Reproduce each of the entries that follow, exactly.

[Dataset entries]
▶

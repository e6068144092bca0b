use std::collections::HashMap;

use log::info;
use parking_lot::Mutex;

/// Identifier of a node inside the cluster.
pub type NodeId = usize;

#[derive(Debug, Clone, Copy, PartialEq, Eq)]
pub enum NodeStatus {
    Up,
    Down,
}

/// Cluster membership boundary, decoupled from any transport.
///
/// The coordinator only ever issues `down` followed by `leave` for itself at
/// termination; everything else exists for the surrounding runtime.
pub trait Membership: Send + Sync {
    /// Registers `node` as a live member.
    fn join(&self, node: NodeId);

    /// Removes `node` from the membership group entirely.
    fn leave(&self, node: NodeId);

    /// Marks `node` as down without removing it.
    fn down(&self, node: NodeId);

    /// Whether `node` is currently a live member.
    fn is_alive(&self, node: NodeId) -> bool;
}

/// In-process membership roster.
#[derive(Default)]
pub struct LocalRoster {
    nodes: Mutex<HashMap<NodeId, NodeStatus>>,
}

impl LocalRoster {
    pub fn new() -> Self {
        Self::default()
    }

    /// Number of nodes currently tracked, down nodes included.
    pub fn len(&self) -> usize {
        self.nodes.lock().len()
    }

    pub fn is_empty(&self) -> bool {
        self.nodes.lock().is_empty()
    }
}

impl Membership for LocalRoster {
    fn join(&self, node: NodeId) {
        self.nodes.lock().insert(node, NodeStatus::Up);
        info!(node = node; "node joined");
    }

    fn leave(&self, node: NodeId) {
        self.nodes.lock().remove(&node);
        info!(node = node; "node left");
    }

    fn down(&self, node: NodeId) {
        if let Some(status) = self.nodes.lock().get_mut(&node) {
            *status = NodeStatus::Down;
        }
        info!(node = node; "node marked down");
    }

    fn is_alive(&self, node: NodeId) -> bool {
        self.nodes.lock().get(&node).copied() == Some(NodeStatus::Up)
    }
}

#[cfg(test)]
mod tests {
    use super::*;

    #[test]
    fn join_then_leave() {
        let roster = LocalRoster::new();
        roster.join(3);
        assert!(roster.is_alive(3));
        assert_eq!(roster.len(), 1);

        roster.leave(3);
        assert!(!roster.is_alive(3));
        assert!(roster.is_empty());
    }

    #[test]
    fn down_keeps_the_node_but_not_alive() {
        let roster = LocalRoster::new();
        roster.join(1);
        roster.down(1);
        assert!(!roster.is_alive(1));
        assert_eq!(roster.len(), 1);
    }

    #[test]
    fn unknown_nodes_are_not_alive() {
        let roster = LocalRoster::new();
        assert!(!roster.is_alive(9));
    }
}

◀

**WRITTEN SOLUTION:**
repository e6068144092bca0b
use std::collections::HashMap;

use log::info;
use parking_lot::Mutex;

/// Identifier of a node inside the cluster.
pub type NodeId = usize;

#[derive(Debug, Clone, Copy, PartialEq, Eq)]
pub enum NodeStatus {
    Up,
    Down,
}

/// Cluster membership boundary, decoupled from any transport.
///
/// The coordinator only ever issues `down` followed by `leave` for itself at
/// termination; everything else exists for the surrounding runtime.
pub trait Membership: Send + Sync {
    /// Registers `node` as a live member.
    fn join(&self, node: NodeId);

    /// Removes `node` from the membership group entirely.
    fn leave(&self, node: NodeId);

    /// Marks `node` as down without removing it.
    fn down(&self, node: NodeId);

    /// Whether `node` is currently a live member.
    fn is_alive(&self, node: NodeId) -> bool;
}

/// In-process membership roster.
#[derive(Default)]
pub struct LocalRoster {
    nodes: Mutex<HashMap<NodeId, NodeStatus>>,
}

impl LocalRoster {
    pub fn new() -> Self {
        Self::default()
    }

    /// Number of nodes currently tracked, down nodes included.
    pub fn len(&self) -> usize {
        self.nodes.lock().len()
    }

    pub fn is_empty(&self) -> bool {
        self.nodes.lock().is_empty()
    }
}

impl Membership for LocalRoster {
    fn join(&self, node: NodeId) {
        self.nodes.lock().insert(node, NodeStatus::Up);
        info!(node = node; "node joined");
    }

    fn leave(&self, node: NodeId) {
        self.nodes.lock().remove(&node);
        info!(node = node; "node left");
    }

    fn down(&self, node: NodeId) {
        if let Some(status) = self.nodes.lock().get_mut(&node) {
            *status = NodeStatus::Down;
        }
        info!(node = node; "node marked down");
    }

    fn is_alive(&self, node: NodeId) -> bool {
        self.nodes.lock().get(&node).copied() == Some(NodeStatus::Up)
    }
}

#[cfg(test)]
mod tests {
    use super::*;

    #[test]
    fn join_then_leave() {
        let roster = LocalRoster::new();
        roster.join(3);
        assert!(roster.is_alive(3));
        assert_eq!(roster.len(), 1);

        roster.leave(3);
        assert!(!roster.is_alive(3));
        assert!(roster.is_empty());
    }

    #[test]
    fn down_keeps_the_node_but_not_alive() {
        let roster = LocalRoster::new();
        roster.join(1);
        roster.down(1);
        assert!(!roster.is_alive(1));
        assert_eq!(roster.len(), 1);
    }

    #[test]
    fn unknown_nodes_are_not_alive() {
        let roster = LocalRoster::new();
        assert!(!roster.is_alive(9));
    }
}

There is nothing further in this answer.